Présentation de l'éditeur
" Le seul aspect de la femme révèle qu'elle n'est destinée ni aux grands travaux de l'intelligence, ni aux grands travaux corporels. Elle paie sa dette à la vie non par l'action mais par la souffrance, les douleurs de l'enfantement [...] ; elle doit obéir à l'homme, être une compagne patiente qui le rassérène. " Dans son Essai sur les femmes (1851), Arthur Schopenhauer, célibataire endurci, défend les conceptions les plus rétrogrades de la femme pour justifier la domination masculine. Mais, pour échapper au cauchemar du mariage, le philosophe n'hésite pas à imaginer une étonnante solution : le " Ménage à trois " ; vibrant plaidoyer en faveur de la polygamie, ce court texte inédit, tiré d'un manuscrit de 1822, constitue une charte du bien-vivre ensemble qui assurerait au genre humain le bonheur.
Quatrième de couverture
"Les philosophes ont en général deux faces : l'une connue, celle de leur système qu'on pourrait appeler leur endroit et une moins connue, celle de leurs petits écrits ou pensées éparses ou encore papillotes qu'on pourrait appeler leur envers. Textes en général plus suggestifs, pittoresques et attrayants. Schopenhauer est un maître du genre. D'un côté, le très sérieux philosophe du Monde comme volonté et comme représentation, de l'autre le philosophe drolatique et sarcastique des Parerga et Paralipomena dont l'Essai sur les femmes constitue un morceau de choix." - DIDIER RAYMOND (Extrait de la préface)

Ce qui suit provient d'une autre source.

use lumen_engine::logging::LogLevel;

use crate::event::{EventResult, UiEvent};
use crate::geometry::Rect;
use crate::painter::Painter;
use crate::widget::{FrameInfo, Widget};

use super::text_box::{rows_for_height, visible_window};

/// Tail of the captured log (messages, warnings and errors). The wheel
/// scrolls back through history.
#[derive(Debug, Default)]
pub struct LogView {
    rect: Rect,
    scroll: usize,
}

impl LogView {
    pub fn new() -> Self {
        Self::default()
    }

    pub fn scroll(&self) -> usize {
        self.scroll
    }
}

impl Widget for LogView {
    fn rect(&self) -> Rect {
        self.rect
    }

    fn set_rect(&mut self, rect: Rect) {
        self.rect = rect;
    }

    fn paint(&mut self, painter: &mut Painter<'_>, frame: &FrameInfo<'_>) {
        painter.frame(self.rect);

        let lines = frame.logs.logs(&LogLevel::VISIBLE);
        let rows = rows_for_height(self.rect.size.y);
        let (start, scroll) = visible_window(lines.len(), rows, self.scroll);
        self.scroll = scroll;

        let text: Vec<String> = lines[start..].iter().map(ToString::to_string).collect();
        painter.text_lines(self.rect, text.iter().map(String::as_str));
    }

    fn on_event(&mut self, event: &UiEvent) -> EventResult {
        match *event {
            UiEvent::Scroll { delta, pos, .. } if self.rect.contains(pos) => {
                let step = delta.round() as i64;
                self.scroll = (self.scroll as i64 + step).max(0) as usize;
                EventResult::Consumed
            }
            _ => EventResult::Ignored,
        }
    }
}

#[cfg(test)]
mod tests {
    use glam::Vec2;
    use lumen_engine::input::Modifiers;

    use super::*;

    fn scroll(delta: f32, x: f32) -> UiEvent {
        UiEvent::Scroll {
            delta,
            pos: Vec2::new(x, 5.0),
            modifiers: Modifiers::NONE,
        }
    }

    #[test]
    fn wheel_scrolls_only_inside() {
        let mut view = LogView::new();
        view.set_rect(Rect::new(0.0, 0.0, 100.0, 100.0));

        assert!(view.on_event(&scroll(2.0, 10.0)).is_consumed());
        assert_eq!(view.scroll(), 2);
        assert!(view.on_event(&scroll(-5.0, 10.0)).is_consumed());
        assert_eq!(view.scroll(), 0);
        assert!(!view.on_event(&scroll(1.0, 200.0)).is_consumed());
    }
}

Bornée, frivole, déloyale, prodigue, bavarde, ingrate, sotte, infidèle, puérile, coquette, puis très vite vieille et laide - voilà la femme selon Schopenhauer. Mais dans ce texte à la misogynie militante qui finit en plaidoyer pour la polygamie - celle des hommes, bien entendu -, la force comique du sarcasme excuse tous les excès. --Ce texte fait référence à une édition épuisée ou non disponible de ce titre.